When I mentioned to an apolitical friend of mine that I was writing about why the left has ignored Waco, he immediately offered his own theory: "That's because the Davidians were Christians." It's a harsh charge to make, but there is a kernel of truth in it. The left has never been overly supportive of conservative Christians, who have typically allied themselves with the right. In fact, the issues the left champions -- like gun control, abortion rights and abolition of the death penalty -- put them squarely in opposition to many conservative Christian groups. After Koresh was portrayed by the media as a Christian zealot, the prospect of liberals rushing to his aid was immediately diminished.
The Davidians were "presumed to be white Bible beaters and everybody on the left hates them, right?" asks Dick Reavis, the author of "The Ashes of Waco," perhaps the best single book yet written about the events of early 1993 and the aftermath. Reavis, a longtime leftist, has frequently remarked that his criticism of the federal government has not been accepted by the people that he believed were his allies. Ironically, after his book was published, he found himself speaking to pro-militia groups, pro-gun rights activists and other conservatives.
The political divisions over Waco are "not left to right," says David Hardy, a Tucson, Ariz.-based lawyer who has written extensively about the incident at the Davidian compound. "It's the rednecks against the yuppies," he said. Hardy also points out that Koresh was not born into money, he never developed intellectual passion for anything but the Bible and he dropped out of high school in the 11th grade. He was mostly interested in girls, rock and roll, the Bible and Camaros.

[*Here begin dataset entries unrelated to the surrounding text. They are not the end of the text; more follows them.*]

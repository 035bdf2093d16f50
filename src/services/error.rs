use std::path::PathBuf;

/// Errors raised by the external collaborators the workflow talks to.
#[derive(Debug, thiserror::Error)]
pub enum ServiceError {
    /// An I/O error occurred while reading a local file.
    #[error("I/O error: {0}")]
    Io(#[from] std::io::Error),

    /// The HTTP request could not be sent or its response could not be read.
    #[error("HTTP error: {0}")]
    Http(#[from] reqwest::Error),

    /// A response body was not the JSON shape we expected.
    #[error("JSON error: {0}")]
    Json(#[from] serde_json::Error),

    /// A backend answered with a non-success status.
    #[error("{service} returned HTTP {status}: {body}")]
    Status {
        /// Which collaborator answered.
        service: &'static str,
        /// The HTTP status code.
        status: u16,
        /// Response body, possibly empty.
        body: String,
    },

    /// The picked file does not look like an image.
    #[error("not an image file: {}", .0.display())]
    NotAnImage(PathBuf),
}

/// Turns a non-success response into [`ServiceError::Status`].
pub(crate) async fn ensure_success(
    service: &'static str,
    response: reqwest::Response,
) -> Result<reqwest::Response, ServiceError> {
    let status = response.status();
    if status.is_success() {
        return Ok(response);
    }
    let body = response.text().await.unwrap_or_default();
    Err(ServiceError::Status {
        service,
        status: status.as_u16(),
        body,
    })
}

#[cfg(test)]
mod tests {
    use super::*;

    #[test]
    fn status_error_message() {
        let err = ServiceError::Status {
            service: "event service",
            status: 401,
            body: "expired".into(),
        };
        assert_eq!(err.to_string(), "event service returned HTTP 401: expired");
    }

    #[test]
    fn io_error_converts() {
        let err: ServiceError = std::io::Error::other("disk").into();
        assert!(matches!(err, ServiceError::Io(_)));
    }
}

Hardy's position is echoed by Reavis. "Liberalism today is a bunch of Starbucks Coffee type of people," says Reavis. "Guns and religion are blue-collar issues. My peers on the left aren't interested, but the average truck driver thinks the government murdered those people."
The issue of class, combined with the Davidians' location in rural Texas, also figured into the mix. "Whatever Koresh's politics, he was a redneck, and therefore, to the liberals, he's not interesting," said Hardy. Mumia by comparison, says Hardy, "doesn't menace any of their values."

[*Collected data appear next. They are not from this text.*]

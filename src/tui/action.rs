//! Actions returned by screen event handlers.

use crossterm::event::KeyEvent;

use super::app::Screen;

/// An action that a screen handler returns to the [`App`](super::App).
///
/// The `App` interprets these to run workflows and navigate between screens.
#[derive(Debug, Clone, PartialEq, Eq)]
pub enum Action {
    /// No state change needed.
    None,
    /// Navigate to the given screen.
    Navigate(Screen),
    /// Submit the new-event draft.
    SubmitEvent,
    /// Run the banner picker over the typed path (empty = cancel).
    PickBanner(String),
    /// Quit the application.
    Quit,
}

/// Common behavior for all screen state types.
pub trait ScreenState {
    /// Process a key event and return an [`Action`] for the `App` to apply.
    fn handle_key(&mut self, key: KeyEvent) -> Action;
}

Mumia's theory -- that liberals didn't want to take on a Democratic president they had waited years to elect -- is shared by figures across the political spectrum. Indeed, it is even bolstered by an unlikely source: Byron Sage, the now-retired FBI agent who was a lead negotiator at Mount Carmel during the siege. Sage spent hundreds of hours talking to Koresh and later testified before Congress about the deadly confrontation. Shortly after the compound burned to the ground, killing all but nine of the people inside, he said conservatives immediately used the event as a hammer. The death and destruction at Waco has "been politicized by Republicans to beat the hell out of the Clinton administration and Janet Reno," said Sage, who volunteered that he was a registered Republican throughout his entire career with the FBI. "It inflames the hell out of me," he said.
With conservatives taking the offensive, opines Sage, liberals were left with nothing to do but defend Clinton. To side with the right on Waco, even if it was morally and intellectually defensible, was not an option.

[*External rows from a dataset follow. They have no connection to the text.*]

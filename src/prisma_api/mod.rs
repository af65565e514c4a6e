//! Prisma Cloud CSPM REST client.
//!
//! Only the handful of endpoints the billing report needs:
//! - `POST /login` to trade an access key / secret key for a session token
//! - `GET /cloud/group` to list account groups
//! - `POST /license/api/v1/usage/time_series` for credit usage per time bucket

pub mod client;
pub mod error;
pub mod types;

#[cfg(test)]
pub mod test_server;

pub use client::{PrismaClient, UsageApi};
pub use error::ApiError;
pub use types::{AccountGroup, Token, UsageQuery, UsageResponse, UsageSeries};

As chief trial counsel and director of the Southern Legal Resource Center, Kirk Lyons has credentials more conservative than Sage -- and like him, Lyons credits the Clinton factor for the left's silence. Based in Black Mountain, N.C., Lyons has defended a number of white supremacists and has fought efforts to remove the Confederate flag from atop the Statehouse in South Carolina.
Lyons, who represents the families of several Davidians in the civil trial, including several black victims, is not one to shy away from hyperbole. And during an interview a few days ago, he quickly launched into an attack on Clinton.
The president, says Lyons, is "a totalitarianist. He and Hillary want a worker's paradise and you need a goon state to do that. The FBI and the ATF are their goons." The reason liberals won't say anything about Waco, says Lyons, is that "it's their boy in the White House. To criticize him is to criticize the left."
The great irony about Waco is this: If he is ever executed, Mumia will become a martyr figure for the left. Meanwhile, Koresh will likely continue to be ignored, even though he and about 80 others died due to the consequences of actions taken by federal police. It's those police actions, not political persuasion, that are the common denominator among the most outspoken critics of the government on Waco.
"There's been no accountability," says Lyons. "It appears they can murder people and then just leave. I don't think they should get away with it." www.